A Shot at Democracy

By Richard P. Morin / January / February 1999
November 21st, 2007
Seldom has a political assassination half a world away had such a personal impact on campus. The November shooting of prominent Russian democratic lawmaker and presidential hopeful Galina Starovoitova shocked her native country as well as her former colleagues and students at the Watson Institute for International Studies, where Starovoitova had been a popular visiting professor on and off since 1994.

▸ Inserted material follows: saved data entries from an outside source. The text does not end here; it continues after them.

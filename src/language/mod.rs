pub mod ast;
pub mod builtins;
pub mod call;
pub mod errors;
pub mod function;
pub mod signature;
pub mod span;
pub mod types;
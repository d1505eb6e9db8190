use super::*;
use crate::language::{ast::Literal, span::Span};

fn resolve(name: &str, arguments: &[Expression]) -> (StaticFunctionSignature, Diagnostics) {
    BuiltinRegistry::new()
        .lookup(name)
        .unwrap_or_else(|| panic!("builtin `{name}`"))
        .get_signature(arguments)
}

#[test]
fn lookup_is_exact_and_case_sensitive() {
    let registry = BuiltinRegistry::new();
    for name in ["fileAsset", "mimeType", "toJSON"] {
        let function = registry.lookup(name).expect("builtin");
        assert_eq!(function.name(), name);
    }
    assert!(registry.lookup("unknownFn").is_none());
    assert!(registry.lookup("tojson").is_none());
    assert!(registry.lookup("FileAsset").is_none());
    assert!(!registry.contains(""));
}

#[test]
fn names_are_sorted() {
    let registry = BuiltinRegistry::new();
    assert_eq!(
        registry.names(),
        vec![
            "convert",
            "element",
            "fileArchive",
            "fileAsset",
            "mimeType",
            "readFile",
            "secret",
            "toJSON"
        ]
    );
    let iterated: Vec<&str> = registry.iter().map(Function::name).collect();
    assert_eq!(iterated, registry.names());
    assert_eq!(registry.len(), 8);
}

#[test]
fn global_registry_is_shared() {
    let first = BuiltinRegistry::global() as *const BuiltinRegistry;
    let second = BuiltinRegistry::global() as *const BuiltinRegistry;
    assert_eq!(first, second);
    assert!(BuiltinRegistry::global().contains("toJSON"));
}

#[test]
fn spec_builtins_are_static() {
    let registry = BuiltinRegistry::new();
    for name in ["fileAsset", "mimeType", "toJSON", "fileArchive", "readFile"] {
        let function = registry.lookup(name).expect("builtin");
        assert!(!function.signature().is_dependent(), "{name} should be static");
    }
    for name in ["element", "secret", "convert"] {
        let function = registry.lookup(name).expect("builtin");
        assert!(function.signature().is_dependent(), "{name} should be dependent");
    }
}

#[test]
fn mime_type_takes_a_path() {
    let (signature, diagnostics) = resolve("mimeType", &[Expression::string("a.png", Span::new(9, 16))]);
    assert!(diagnostics.is_empty());
    assert_eq!(signature.to_string(), "(path string) -> asset");
}

#[test]
fn element_returns_list_element_type() {
    let arguments = [
        Expression::typed(Type::list(Type::String), Span::new(8, 13)),
        Expression::literal(Literal::Number(0), Span::new(15, 16)),
    ];
    let (signature, diagnostics) = resolve("element", &arguments);
    assert!(diagnostics.is_empty());
    assert_eq!(signature.return_type(), &Type::String);
    assert_eq!(signature.parameters()[0].ty(), &Type::list(Type::String));

    let dynamic = [
        Expression::typed(Type::Any, Span::new(8, 13)),
        Expression::typed(Type::Number, Span::new(15, 16)),
    ];
    let (signature, diagnostics) = resolve("element", &dynamic);
    assert!(diagnostics.is_empty());
    assert_eq!(signature.return_type(), &Type::Any);
}

#[test]
fn element_rejects_non_lists() {
    let arguments = [
        Expression::typed(Type::Asset, Span::new(8, 13)),
        Expression::literal(Literal::Number(0), Span::new(15, 16)),
    ];
    let (signature, diagnostics) = resolve("element", &arguments);
    assert_eq!(signature, StaticFunctionSignature::unresolved());
    let diag = diagnostics.iter().next().expect("diagnostic");
    assert_eq!(diag.span, Span::new(8, 13));
    assert_eq!(diag.message, "argument `list` expects `list(any)`, found `asset`");
}

#[test]
fn element_reports_missing_index() {
    let (_, diagnostics) =
        resolve("element", &[Expression::typed(Type::list(Type::Bool), Span::new(8, 13))]);
    assert_eq!(diagnostics.len(), 1);
    let diag = diagnostics.iter().next().expect("diagnostic");
    assert_eq!(
        diag.message,
        "missing required argument `index` in call to `element`"
    );
}

#[test]
fn secret_keeps_argument_type() {
    let (signature, diagnostics) =
        resolve("secret", &[Expression::typed(Type::map(Type::Number), Span::new(7, 12))]);
    assert!(diagnostics.is_empty());
    assert_eq!(signature.return_type(), &Type::map(Type::Number));
}

#[test]
fn convert_reads_type_from_literal() {
    let arguments = [
        Expression::typed(Type::Any, Span::new(8, 9)),
        Expression::string("asset", Span::new(11, 18)),
    ];
    let (signature, diagnostics) = resolve("convert", &arguments);
    assert!(diagnostics.is_empty());
    assert_eq!(signature.return_type(), &Type::Asset);
}

#[test]
fn convert_diagnoses_bad_type_arguments() {
    let cases = [
        (
            Expression::string("widget", Span::new(11, 19)),
            "unknown type name `widget`",
        ),
        (
            Expression::literal(Literal::Bool(true), Span::new(11, 15)),
            "argument `type` must be a string literal, found a bool literal",
        ),
        (
            Expression::typed(Type::String, Span::new(11, 15)),
            "argument `type` must be a string literal",
        ),
    ];
    for (type_argument, message) in cases {
        let span = type_argument.span();
        let arguments = [Expression::typed(Type::Any, Span::new(8, 9)), type_argument];
        let (signature, diagnostics) = resolve("convert", &arguments);
        assert_eq!(signature, StaticFunctionSignature::unresolved());
        assert_eq!(diagnostics.len(), 1);
        let diag = diagnostics.iter().next().expect("diagnostic");
        assert_eq!(diag.message, message);
        assert_eq!(diag.span, span);
    }
}

#[test]
fn convert_diagnoses_extra_arguments() {
    let arguments = [
        Expression::typed(Type::Any, Span::new(8, 9)),
        Expression::string("bool", Span::new(11, 17)),
        Expression::string("extra", Span::new(19, 26)),
    ];
    let (_, diagnostics) = resolve("convert", &arguments);
    assert_eq!(diagnostics.len(), 1);
    let diag = diagnostics.iter().next().expect("diagnostic");
    assert_eq!(diag.span, Span::new(19, 26));
    assert_eq!(diag.code.as_deref(), Some("E0602"));
}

Starovoitova, who was fifty-two years old, was shot dead by two masked gunmen while she climbed the stairs in her St. Petersburg apartment. Although Russian law-enforcement officials did not speculate on a motive, they said the killing was most likely a professional hit. "The shots which cut short the life of Galina wounded every Russian who cherishes democratic values," President Boris Yeltsin said in a statement. "A brazen challenge has been thrown at our entire society." On College Hill, colleagues and former students gathered at a memorial service on December 2 to honor Starovoitova, who had met her husband, Russian physicist Andrei Volkov, while at Brown. "We are profoundly saddened here at the Watson Institute for Galina's family and for the people of Russia," says Thomas Biersteker, the institute's director. "We understood that Galina was a controversial figure because of her courage to say what she felt was wrong, but we never imagined she would be assassinated." Watson Institute Senior Fellow Sergei Khrushchev, son of former Soviet leader Nikita Khrushchev, adds that Starovoitova was "strong and honest. My wife and I have lost a good friend."

An ethnologist who rose to prominence as an advocate for Armenians in Russia, Starovoitova spent parts of the last four academic years at Brown studying and lectur-ing on the politics of self-determination for ethnic minorities. She was scheduled to return to Brown again this year as a visiting scholar. "She was an incredible teacher, a grandmotherly type," said Michael Corkery '97, one of her former students. He said being part of Starovoitova's senior seminar was like being part of history: each class was filled with such stories as her clashes with Mikhail Gorbachev over minority rights or her latest conversation with Russian democratic leaders. "It was just amazing to have her as a professor," he said. "I can't believe they killed her."

In the year before her death, Starovoitova had shared with Khrushchev, former President Vartan Gregorian, and other Brown colleagues her fear that her life might be in danger. But despite her misgivings, Starovoitova continued to publicly challenge opponents and expose political corruption. Shortly before her death, she had made headlines for denouncing communist and nationalist members of the Duma for making anti-Semitic remarks. She was also believed to possess compromising information about the financial dealings of various political leaders that was to be released in the coming weeks.

Biersteker said her fearless attitude came from her fundamental commitment to democracy for Russia. "I think we [at Brown] never really understood the important role she played in the democratic movement in Russia," he says. "She was just such an amazingly unassuming person."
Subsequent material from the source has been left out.